Exercise requirements:
Show all lines below holding the string "impl".

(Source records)
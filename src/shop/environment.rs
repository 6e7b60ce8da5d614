//! Versioned test/live environment configuration for a platform destination.
//!
//! Switching environments snapshots the outgoing configuration so it can be
//! rolled back, and promoting to live is blocked unless the destination's
//! required credentials are present. A half-configured destination must never
//! silently go live.

use serde::{Deserialize, Serialize};
use thiserror::Error;

use crate::types::Platform;

/// Which environment a destination currently sends to.
#[derive(Debug, Clone, Copy, Default, PartialEq, Eq, Serialize, Deserialize)]
#[serde(rename_all = "snake_case")]
pub enum Environment {
    #[default]
    Test,
    Live,
}

impl Environment {
    pub fn as_str(&self) -> &'static str {
        match self {
            Environment::Test => "test",
            Environment::Live => "live",
        }
    }
}

/// Credentials for one platform destination.
///
/// Which fields are required depends on the platform; see
/// [`required_credentials`].
#[derive(Debug, Clone, Default, PartialEq, Serialize, Deserialize)]
pub struct PlatformCredentials {
    /// Pixel / tag / ad-account identifier (meta, tiktok, pinterest).
    #[serde(default)]
    pub pixel_id: Option<String>,
    /// Server-side API access token (meta, tiktok, pinterest).
    #[serde(default)]
    pub access_token: Option<String>,
    /// Measurement id (google).
    #[serde(default)]
    pub measurement_id: Option<String>,
    /// Measurement-protocol API secret (google).
    #[serde(default)]
    pub api_secret: Option<String>,
    /// Test-event code, sent only in the test environment (meta, tiktok).
    #[serde(default)]
    pub test_event_code: Option<String>,
}

/// The credential fields a platform requires before it may go live.
pub fn required_credentials(platform: Platform) -> &'static [&'static str] {
    match platform {
        Platform::Meta => &["pixel_id", "access_token"],
        Platform::Google => &["measurement_id", "api_secret"],
        Platform::Tiktok => &["pixel_id", "access_token"],
        Platform::Pinterest => &["pixel_id", "access_token"],
    }
}

/// Error promoting a destination to live.
#[derive(Debug, Error, PartialEq)]
#[error("{platform} cannot go live: missing credentials: {}", missing.join(", "))]
pub struct MissingCredentials {
    pub platform: Platform,
    pub missing: Vec<&'static str>,
}

/// A point-in-time copy of the outgoing environment config, kept for rollback.
#[derive(Debug, Clone, PartialEq, Serialize, Deserialize)]
pub struct EnvironmentSnapshot {
    pub version: u32,
    pub environment: Environment,
    pub credentials: PlatformCredentials,
}

/// Versioned environment state for one platform destination.
#[derive(Debug, Clone, Default, PartialEq, Serialize, Deserialize)]
pub struct EnvironmentConfig {
    pub environment: Environment,
    /// Bumped on every environment switch.
    #[serde(default)]
    pub version: u32,
    pub credentials: PlatformCredentials,
    /// Snapshot of the config that was live before the last switch.
    #[serde(default)]
    pub previous: Option<EnvironmentSnapshot>,
}

impl EnvironmentConfig {
    /// Names the required credential fields that are missing or empty.
    pub fn missing_credentials(&self, platform: Platform) -> Vec<&'static str> {
        required_credentials(platform)
            .iter()
            .copied()
            .filter(|field| {
                let value = match *field {
                    "pixel_id" => &self.credentials.pixel_id,
                    "access_token" => &self.credentials.access_token,
                    "measurement_id" => &self.credentials.measurement_id,
                    "api_secret" => &self.credentials.api_secret,
                    _ => &None,
                };
                value.as_deref().is_none_or(|v| v.trim().is_empty())
            })
            .collect()
    }

    /// Switches to `target`, snapshotting the outgoing config first.
    ///
    /// Promotion to live validates required credentials and fails with the
    /// full list of missing fields rather than half-switching.
    pub fn switch_to(
        &mut self,
        platform: Platform,
        target: Environment,
    ) -> std::result::Result<(), MissingCredentials> {
        if target == Environment::Live {
            let missing = self.missing_credentials(platform);
            if !missing.is_empty() {
                return Err(MissingCredentials { platform, missing });
            }
        }

        self.previous = Some(EnvironmentSnapshot {
            version: self.version,
            environment: self.environment,
            credentials: self.credentials.clone(),
        });
        self.version += 1;
        self.environment = target;
        Ok(())
    }

    /// Restores the snapshotted previous config, if one exists.
    ///
    /// Returns `false` when there is nothing to roll back to.
    pub fn rollback(&mut self) -> bool {
        match self.previous.take() {
            Some(snapshot) => {
                self.environment = snapshot.environment;
                self.credentials = snapshot.credentials;
                self.version += 1;
                true
            }
            None => false,
        }
    }
}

Your response:
impl Environment {
impl EnvironmentConfig {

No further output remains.